//! Crop and highlight region types.
//!
//! All coordinates are in source-video pixels with `(0, 0)` at the
//! top-left corner.

use std::fmt;
use std::str::FromStr;

use serde::{Deserialize, Serialize};

use crate::keyframe::Interpolate;

/// Smallest crop edge, in pixels.
const MIN_CROP_SIZE: f64 = 1.0;

/// A width:height ratio such as 16:9 or 9:16.
#[derive(Debug, Clone, Copy, PartialEq, Eq, Hash, Serialize, Deserialize)]
#[serde(try_from = "String", into = "String")]
pub struct AspectRatio {
    pub width: u32,
    pub height: u32,
}

impl AspectRatio {
    pub const LANDSCAPE: AspectRatio = AspectRatio {
        width: 16,
        height: 9,
    };
    pub const PORTRAIT: AspectRatio = AspectRatio {
        width: 9,
        height: 16,
    };
    pub const SQUARE: AspectRatio = AspectRatio {
        width: 1,
        height: 1,
    };

    pub fn new(width: u32, height: u32) -> Option<Self> {
        (width > 0 && height > 0).then_some(Self { width, height })
    }

    /// Width divided by height.
    pub fn ratio(&self) -> f64 {
        self.width as f64 / self.height as f64
    }
}

impl Default for AspectRatio {
    fn default() -> Self {
        Self::PORTRAIT
    }
}

impl fmt::Display for AspectRatio {
    fn fmt(&self, f: &mut fmt::Formatter<'_>) -> fmt::Result {
        write!(f, "{}:{}", self.width, self.height)
    }
}

impl FromStr for AspectRatio {
    type Err = String;

    fn from_str(s: &str) -> Result<Self, Self::Err> {
        let (w, h) = s
            .split_once(':')
            .ok_or_else(|| format!("aspect ratio must look like W:H, got {s:?}"))?;
        let width: u32 = w
            .trim()
            .parse()
            .map_err(|_| format!("invalid aspect width in {s:?}"))?;
        let height: u32 = h
            .trim()
            .parse()
            .map_err(|_| format!("invalid aspect height in {s:?}"))?;
        AspectRatio::new(width, height).ok_or_else(|| format!("aspect ratio {s:?} has a zero side"))
    }
}

impl TryFrom<String> for AspectRatio {
    type Error = String;

    fn try_from(value: String) -> Result<Self, Self::Error> {
        value.parse()
    }
}

impl From<AspectRatio> for String {
    fn from(value: AspectRatio) -> Self {
        value.to_string()
    }
}

/// A rectangular crop region within the source frame.
#[derive(Debug, Clone, Copy, PartialEq, Serialize, Deserialize)]
pub struct CropRect {
    /// Left edge.
    pub x: f64,
    /// Top edge.
    pub y: f64,
    pub width: f64,
    pub height: f64,
}

impl CropRect {
    pub fn new(x: f64, y: f64, width: f64, height: f64) -> Self {
        Self {
            x,
            y,
            width,
            height,
        }
    }

    /// The largest crop of the given aspect ratio that fits the source,
    /// centered.
    pub fn centered_for_aspect(source_width: f64, source_height: f64, aspect: AspectRatio) -> Self {
        let target = aspect.ratio();
        let (width, height) = if source_width / source_height > target {
            (source_height * target, source_height)
        } else {
            (source_width, source_width / target)
        };
        Self {
            x: (source_width - width) / 2.0,
            y: (source_height - height) / 2.0,
            width,
            height,
        }
    }

    /// Re-derive the width from the height so the rect matches `aspect`,
    /// keeping the center, then shrink and shift to stay inside the source.
    pub fn constrained_to_aspect(
        &self,
        aspect: AspectRatio,
        source_width: f64,
        source_height: f64,
    ) -> Self {
        let ratio = aspect.ratio();
        let (cx, cy) = self.center();

        let mut height = self.height.clamp(MIN_CROP_SIZE, source_height);
        let mut width = height * ratio;
        if width > source_width {
            width = source_width;
            height = width / ratio;
        }

        Self {
            x: (cx - width / 2.0).clamp(0.0, (source_width - width).max(0.0)),
            y: (cy - height / 2.0).clamp(0.0, (source_height - height).max(0.0)),
            width,
            height,
        }
    }

    /// The center point of this rect.
    pub fn center(&self) -> (f64, f64) {
        (self.x + self.width / 2.0, self.y + self.height / 2.0)
    }

    /// Right edge.
    pub fn right(&self) -> f64 {
        self.x + self.width
    }

    /// Bottom edge.
    pub fn bottom(&self) -> f64 {
        self.y + self.height
    }

    /// Whether the rect lies entirely inside a source of the given size.
    pub fn fits_within(&self, source_width: f64, source_height: f64) -> bool {
        const EPS: f64 = 1e-6;
        self.x >= -EPS
            && self.y >= -EPS
            && self.right() <= source_width + EPS
            && self.bottom() <= source_height + EPS
            && self.width > 0.0
            && self.height > 0.0
    }

    /// Linearly interpolate between two rects.
    pub fn lerp(a: &CropRect, b: &CropRect, t: f64) -> CropRect {
        let t = t.clamp(0.0, 1.0);
        CropRect {
            x: a.x + (b.x - a.x) * t,
            y: a.y + (b.y - a.y) * t,
            width: a.width + (b.width - a.width) * t,
            height: a.height + (b.height - a.height) * t,
        }
    }
}

impl Interpolate for CropRect {
    fn interpolate(from: &Self, to: &Self, t: f64) -> Self {
        CropRect::lerp(from, to, t)
    }
}

/// An elliptical highlight drawn over the source.
#[derive(Debug, Clone, PartialEq, Serialize, Deserialize)]
pub struct HighlightRegion {
    /// Ellipse center X.
    pub x: f64,
    /// Ellipse center Y.
    pub y: f64,
    pub radius_x: f64,
    pub radius_y: f64,
    /// Fill opacity in `[0.0, 1.0]`.
    pub opacity: f64,
    /// Fill color as `#RRGGBB`.
    pub color: String,
}

impl HighlightRegion {
    /// A circular highlight centered in the source frame.
    pub fn centered(
        source_width: f64,
        source_height: f64,
        radius_ratio: f64,
        color: impl Into<String>,
        opacity: f64,
    ) -> Self {
        let radius = source_height * radius_ratio;
        Self {
            x: source_width / 2.0,
            y: source_height / 2.0,
            radius_x: radius,
            radius_y: radius,
            opacity: opacity.clamp(0.0, 1.0),
            color: color.into(),
        }
    }

    /// Check if a point is inside the ellipse.
    pub fn contains(&self, px: f64, py: f64) -> bool {
        if self.radius_x <= 0.0 || self.radius_y <= 0.0 {
            return false;
        }
        let dx = (px - self.x) / self.radius_x;
        let dy = (py - self.y) / self.radius_y;
        dx * dx + dy * dy <= 1.0
    }

    /// Interpolate geometry, opacity, and color.
    pub fn lerp(a: &HighlightRegion, b: &HighlightRegion, t: f64) -> HighlightRegion {
        let t = t.clamp(0.0, 1.0);
        HighlightRegion {
            x: a.x + (b.x - a.x) * t,
            y: a.y + (b.y - a.y) * t,
            radius_x: a.radius_x + (b.radius_x - a.radius_x) * t,
            radius_y: a.radius_y + (b.radius_y - a.radius_y) * t,
            opacity: a.opacity + (b.opacity - a.opacity) * t,
            color: lerp_hex_color(&a.color, &b.color, t),
        }
    }
}

impl Interpolate for HighlightRegion {
    fn interpolate(from: &Self, to: &Self, t: f64) -> Self {
        HighlightRegion::lerp(from, to, t)
    }
}

fn parse_hex_color(color: &str) -> Option<[u8; 3]> {
    let hex = color.strip_prefix('#')?;
    if hex.len() != 6 {
        return None;
    }
    let channel = |i: usize| u8::from_str_radix(hex.get(i..i + 2)?, 16).ok();
    Some([channel(0)?, channel(2)?, channel(4)?])
}

/// Blend two `#RRGGBB` colors; unparseable colors step at the midpoint.
fn lerp_hex_color(a: &str, b: &str, t: f64) -> String {
    if a == b {
        return a.to_string();
    }
    match (parse_hex_color(a), parse_hex_color(b)) {
        (Some(ca), Some(cb)) => {
            let mix = |i: usize| {
                (ca[i] as f64 + (cb[i] as f64 - ca[i] as f64) * t)
                    .round()
                    .clamp(0.0, 255.0) as u8
            };
            format!("#{:02X}{:02X}{:02X}", mix(0), mix(1), mix(2))
        }
        _ if t < 0.5 => a.to_string(),
        _ => b.to_string(),
    }
}

#[cfg(test)]
mod tests {
    use super::*;

    #[test]
    fn test_aspect_ratio_parse_and_display() {
        let aspect: AspectRatio = "16:9".parse().unwrap();
        assert_eq!(aspect, AspectRatio::LANDSCAPE);
        assert_eq!(aspect.to_string(), "16:9");
        assert!("16x9".parse::<AspectRatio>().is_err());
        assert!("0:9".parse::<AspectRatio>().is_err());
    }

    #[test]
    fn test_aspect_ratio_serializes_as_string() {
        let json = serde_json::to_string(&AspectRatio::PORTRAIT).unwrap();
        assert_eq!(json, "\"9:16\"");
        let parsed: AspectRatio = serde_json::from_str("\"1:1\"").unwrap();
        assert_eq!(parsed, AspectRatio::SQUARE);
    }

    #[test]
    fn test_centered_for_portrait_on_landscape_source() {
        let crop = CropRect::centered_for_aspect(1920.0, 1080.0, AspectRatio::PORTRAIT);
        assert!((crop.height - 1080.0).abs() < 1e-9);
        assert!((crop.width - 607.5).abs() < 1e-9);
        assert!((crop.x - 656.25).abs() < 1e-9);
        assert_eq!(crop.y, 0.0);
        assert!(crop.fits_within(1920.0, 1080.0));
    }

    #[test]
    fn test_centered_for_landscape_on_portrait_source() {
        let crop = CropRect::centered_for_aspect(1080.0, 1920.0, AspectRatio::LANDSCAPE);
        assert!((crop.width - 1080.0).abs() < 1e-9);
        assert!((crop.height - 607.5).abs() < 1e-9);
        assert_eq!(crop.x, 0.0);
    }

    #[test]
    fn test_constrained_to_aspect_keeps_center_and_bounds() {
        let loose = CropRect::new(100.0, 100.0, 300.0, 400.0);
        let fixed = loose.constrained_to_aspect(AspectRatio::SQUARE, 1920.0, 1080.0);
        assert!((fixed.width - fixed.height).abs() < 1e-9);
        assert!((fixed.center().0 - loose.center().0).abs() < 1e-9);
        assert!(fixed.fits_within(1920.0, 1080.0));
    }

    #[test]
    fn test_constrained_to_aspect_shifts_inside_source() {
        let near_edge = CropRect::new(1800.0, 0.0, 300.0, 300.0);
        let fixed = near_edge.constrained_to_aspect(AspectRatio::SQUARE, 1920.0, 1080.0);
        assert!(fixed.fits_within(1920.0, 1080.0));
        assert!((fixed.right() - 1920.0).abs() < 1e-9);
    }

    #[test]
    fn test_crop_lerp() {
        let a = CropRect::new(0.0, 0.0, 100.0, 100.0);
        let b = CropRect::new(50.0, 50.0, 100.0, 100.0);
        let mid = CropRect::lerp(&a, &b, 0.5);
        assert!((mid.x - 25.0).abs() < 1e-9);
        assert!((mid.y - 25.0).abs() < 1e-9);
        assert!((mid.width - 100.0).abs() < 1e-9);
    }

    #[test]
    fn test_highlight_contains() {
        let h = HighlightRegion::centered(200.0, 100.0, 0.1, "#FFFF00", 0.5);
        assert!(h.contains(100.0, 50.0));
        assert!(h.contains(109.0, 50.0));
        assert!(!h.contains(111.0, 50.0));
    }

    #[test]
    fn test_highlight_lerp_blends_color_and_opacity() {
        let a = HighlightRegion {
            x: 0.0,
            y: 0.0,
            radius_x: 10.0,
            radius_y: 10.0,
            opacity: 0.0,
            color: "#000000".to_string(),
        };
        let b = HighlightRegion {
            x: 10.0,
            opacity: 1.0,
            color: "#FF0080".to_string(),
            ..a.clone()
        };
        let mid = HighlightRegion::lerp(&a, &b, 0.5);
        assert!((mid.x - 5.0).abs() < 1e-9);
        assert!((mid.opacity - 0.5).abs() < 1e-9);
        assert_eq!(mid.color, "#800040");
    }

    #[test]
    fn test_highlight_lerp_unparseable_color_steps() {
        let a = HighlightRegion::centered(100.0, 100.0, 0.1, "yellow", 0.5);
        let b = HighlightRegion::centered(100.0, 100.0, 0.1, "red", 0.5);
        assert_eq!(HighlightRegion::lerp(&a, &b, 0.25).color, "yellow");
        assert_eq!(HighlightRegion::lerp(&a, &b, 0.75).color, "red");
    }
}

**REQUIRED WORK**
Looking at the data above, write out exactly the lines that start at the one containing "Hash, Serialize, Deserialize)]" and end at the one containing "fn fmt(&self, f: &mut"; include both and nothing beyond.

**ANSWER**
#[derive(Debug, Clone, Copy, PartialEq, Eq, Hash, Serialize, Deserialize)]
#[serde(try_from = "String", into = "String")]
pub struct AspectRatio {
    pub width: u32,
    pub height: u32,
}

impl AspectRatio {
    pub const LANDSCAPE: AspectRatio = AspectRatio {
        width: 16,
        height: 9,
    };
    pub const PORTRAIT: AspectRatio = AspectRatio {
        width: 9,
        height: 16,
    };
    pub const SQUARE: AspectRatio = AspectRatio {
        width: 1,
        height: 1,
    };

    pub fn new(width: u32, height: u32) -> Option<Self> {
        (width > 0 && height > 0).then_some(Self { width, height })
    }

    /// Width divided by height.
    pub fn ratio(&self) -> f64 {
        self.width as f64 / self.height as f64
    }
}

impl Default for AspectRatio {
    fn default() -> Self {
        Self::PORTRAIT
    }
}

impl fmt::Display for AspectRatio {
    fn fmt(&self, f: &mut fmt::Formatter<'_>) -> fmt::Result {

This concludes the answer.